Thousands of times every day of national and international
companies use mathematics to measure and control financial risks.
And not just the typical school or college mathematics (although
that is there as well), but advanced mathematics that has only been
developed in recent years.
The benefits for a company of insuring against the risk of fire are
well known. These same companies are now recognizing that they
need to insure against other risks that are potentially even more
damaging, and certainly more frequent.
Although these risks have always been there, it's only recently
that they have reached such significant levels. Now mathematical
techniques are available that allow treasurers and risk managers to
measure them precisely and to make rational decisions to reduce and
control them.
Consider the case of a company exporting computers to Germany.
Suppose that in a year it will receive one million marks which it
will need to convert immediately to U.S. dollars to pay for
manufacturing expenses. This means, in effect, that the company
will spend one million marks buying dollars at whatever the rate is
in a year's time. If the dollar appreciates against the mark, the
company will get fewer dollars. Conversely, if the dollar
depreciates, the dollar profit will be greater.
In the past, profit margins were generally large enough to cover
the possibility of adverse movements of exchange rates. Now, with
national and international competition at record highs, rarely does
a company have this luxury. Companies that don't cut their prices
to the minimum find their sales dropping away.

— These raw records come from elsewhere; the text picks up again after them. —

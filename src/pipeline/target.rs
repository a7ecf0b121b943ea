//! Target column validation
//!
//! The churn flag must be a numeric (or boolean) column holding only 0 and 1.
//! Nulls are tolerated and skipped by every mean computed downstream; a column
//! holding nothing but nulls is accepted whatever dtype it was read as.

use anyhow::Result;
use polars::prelude::*;

use super::error::ChurnError;
use super::table::has_column;

/// Default name of the churn flag after column-name normalization
pub const TARGET_COLUMN: &str = "attritionflag";

/// Tolerance for floating point comparison when checking binary 0/1 values
const TOLERANCE: f64 = 1e-9;

/// Check that `target` exists and is binary.
///
/// Fails with [`ChurnError::MissingColumn`] or [`ChurnError::NonBinaryTarget`].
pub fn validate_target(df: &DataFrame, target: &str) -> Result<()> {
    if !has_column(df, target) {
        return Err(ChurnError::MissingColumn(target.to_string()).into());
    }

    let target_col = df.column(target)?;
    let dtype = target_col.dtype();

    if target_col.null_count() == df.height() {
        return Ok(());
    }

    if !(dtype.is_primitive_numeric() || matches!(dtype, DataType::Boolean)) {
        return Err(ChurnError::NonBinaryTarget {
            column: target.to_string(),
            found: format!("dtype {}", dtype),
        }
        .into());
    }

    let float_col = target_col.cast(&DataType::Float64)?;
    let offending = float_col
        .f64()?
        .into_iter()
        .flatten()
        .find(|&v| (v - 0.0).abs() >= TOLERANCE && (v - 1.0).abs() >= TOLERANCE);

    if let Some(value) = offending {
        return Err(ChurnError::NonBinaryTarget {
            column: target.to_string(),
            found: format!("value {}", value),
        }
        .into());
    }

    Ok(())
}

/// Read the target as optional 0.0/1.0 values
pub fn target_values(df: &DataFrame, target: &str) -> Result<Vec<Option<f64>>> {
    super::table::numeric_values(df, target)
}

#[cfg(test)]
mod tests {
    use super::*;
    use crate::pipeline::error::churn_error;

    #[test]
    fn test_binary_int_target() {
        let df = df! {
            "attritionflag" => [0i32, 1, 0, 1],
        }
        .unwrap();
        assert!(validate_target(&df, "attritionflag").is_ok());
    }

    #[test]
    fn test_binary_float_target_with_nulls() {
        let df = df! {
            "attritionflag" => [Some(0.0f64), None, Some(1.0)],
        }
        .unwrap();
        assert!(validate_target(&df, "attritionflag").is_ok());
    }

    #[test]
    fn test_boolean_target() {
        let df = df! {
            "attritionflag" => [true, false, true],
        }
        .unwrap();
        assert!(validate_target(&df, "attritionflag").is_ok());
    }

    #[test]
    fn test_missing_target() {
        let df = df! { "gender" => ["F", "M"] }.unwrap();
        let err = validate_target(&df, "attritionflag").unwrap_err();
        assert_eq!(
            churn_error(&err),
            Some(&ChurnError::MissingColumn("attritionflag".to_string()))
        );
    }

    #[test]
    fn test_non_binary_numeric_target() {
        let df = df! { "attritionflag" => [0i32, 1, 2] }.unwrap();
        let err = validate_target(&df, "attritionflag").unwrap_err();
        assert!(matches!(
            churn_error(&err),
            Some(ChurnError::NonBinaryTarget { .. })
        ));
        assert!(err.to_string().contains("value 2"));
    }

    #[test]
    fn test_all_null_target_accepted() {
        let df = df! { "attritionflag" => [None::<&str>, None] }.unwrap();
        assert!(validate_target(&df, "attritionflag").is_ok());
    }

    #[test]
    fn test_string_target_rejected() {
        let df = df! { "attritionflag" => ["yes", "no"] }.unwrap();
        let err = validate_target(&df, "attritionflag").unwrap_err();
        assert!(err.to_string().contains("dtype"));
    }
}
//! Error types for the churn pipelines.
//!
//! Library functions return `anyhow::Result`; the variants below are the
//! failures callers are expected to branch on, recoverable with
//! `anyhow::Error::downcast_ref::<ChurnError>()`.

use thiserror::Error;

/// Domain errors raised by ingestion, training and inference.
#[derive(Debug, Error, Clone, PartialEq)]
pub enum ChurnError {
    /// A required column is absent after column-name normalization.
    #[error("Missing column: `{0}`")]
    MissingColumn(String),

    /// Two source columns normalize to the same name.
    #[error("Columns normalize to the same name `{0}`")]
    DuplicateColumn(String),

    /// The target column holds something other than 0/1.
    #[error("Target column `{column}` must be binary 0/1, found {found}")]
    NonBinaryTarget {
        /// Target column name
        column: String,
        /// Offending value or dtype, rendered for display
        found: String,
    },

    /// A training column cannot be interpreted as a number.
    #[error("Feature column `{column}` has non-numeric type {dtype}; upload a preprocessed dataset")]
    NonNumericFeature {
        /// Column name
        column: String,
        /// Polars dtype, rendered for display
        dtype: String,
    },

    /// No labelled rows are left to train on.
    #[error("Cannot train a model: the dataset has no rows with a target value")]
    EmptyTrainingSet,

    /// A predictor input field is outside its allowed range.
    #[error("{field} must be between {min} and {max}, got {value}")]
    InputOutOfRange {
        /// Field name as shown to the user
        field: &'static str,
        /// Inclusive lower bound
        min: f64,
        /// Inclusive upper bound
        max: f64,
        /// Rejected value
        value: f64,
    },

    /// A feature row was handed to the model with the wrong schema.
    #[error("Feature row does not match the model schema: expected {expected:?}, got {actual:?}")]
    FeatureMismatch {
        /// Model feature list
        expected: Vec<String>,
        /// Columns of the rejected row
        actual: Vec<String>,
    },
}

/// Returns the [`ChurnError`] behind an `anyhow::Error`, if there is one.
pub fn churn_error(err: &anyhow::Error) -> Option<&ChurnError> {
    err.downcast_ref::<ChurnError>()
}
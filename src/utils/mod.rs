//! Terminal output helpers and logging setup

pub mod logging;
pub mod progress;
pub mod styling;

pub use logging::*;
pub use progress::*;
pub use styling::*;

A similar situation holds for mining companies. The viability of
a copper mine, for example, depends not just on current copper
prices, but also on what prices (and production costs) will be over
the next years.
Interest rates are another example. Suppose you are in charge of
funding the construction of a shopping complex. Every month for the
next three years millions of dollars will need to be borrowed to
complete the project. If this can be done for, say, eight percent
interest then the center will be within its budget. If not, the
whole project may be a financial failure.
The solution in all these cases is the careful and systematic use
of options. An option gives the right to a specific financial
transaction in the future without any obligation to carry it out.
Consider the exchange rate case and suppose that the current
exchange rate is 0.68 dollars per mark. The exporter could
purchase an option that gives the right to buy one million marks
worth of dollars in a years time for the rate of, say, 0.70.
The exporter now knows that the company will never have to pay more
then 0.70 marks per dollar -- if the exchange rate is less than
this, the marks can be purchased on the open market, and if it is
more, then the option is 'exercised'and the marks are purchased at
the agreed strike price.
Similar scenarios are possible for mine and construction companies.
Options can be bought that guarantee that their final costs will
never be above a certain limit. Also, the option still leaves open
the possibility of profiting from favorable movements in copper
prices and interest rates.
It seems that options were first traded in the seventeenth century
in Holland during a period of extreme speculation in the prices of
tulip bulbs. In the U.S.A. options in agricultural commodities
were available from the eighteenth century. But the option market
was fragmented and irregular until 1973 when the Chicago Board
Options Exchange began trading standardized option contracts on
stocks.
In the same year two American mathematics professors by the names
of Fischer Black and Myron Scholes published a paper that
revolutionized option markets around the world.
Before their work it was thought option prices would depend on the
opinions of the buyers and sellers as to whether prices would
increase or decrease.
It came as a surprise to everyone when Black and Scholes proved
mathematically that there was a rational price for options
independent of any views of market direction. Further, if the
option was traded at a price different from this, then a certain
profit could be made.
There is now a bewildering array of different types of options
available to treasurers and risk managers through exchanges and
financial institutions: averaging, barrier, quanto, digital, and so
on. Even though they all trace trace their origins back to the
ideas of Black and Scholes, the theories and techniques that are
now used go far beyond this pioneering work.
So today's decisions in risk management involving millions,
sometimes billions of dollars, depend crucially on mathematics
developed over the past few years. And, more importantly, on
mathematicians continuing to develop powerful theories and
techniques which can be implemented throughout the industry.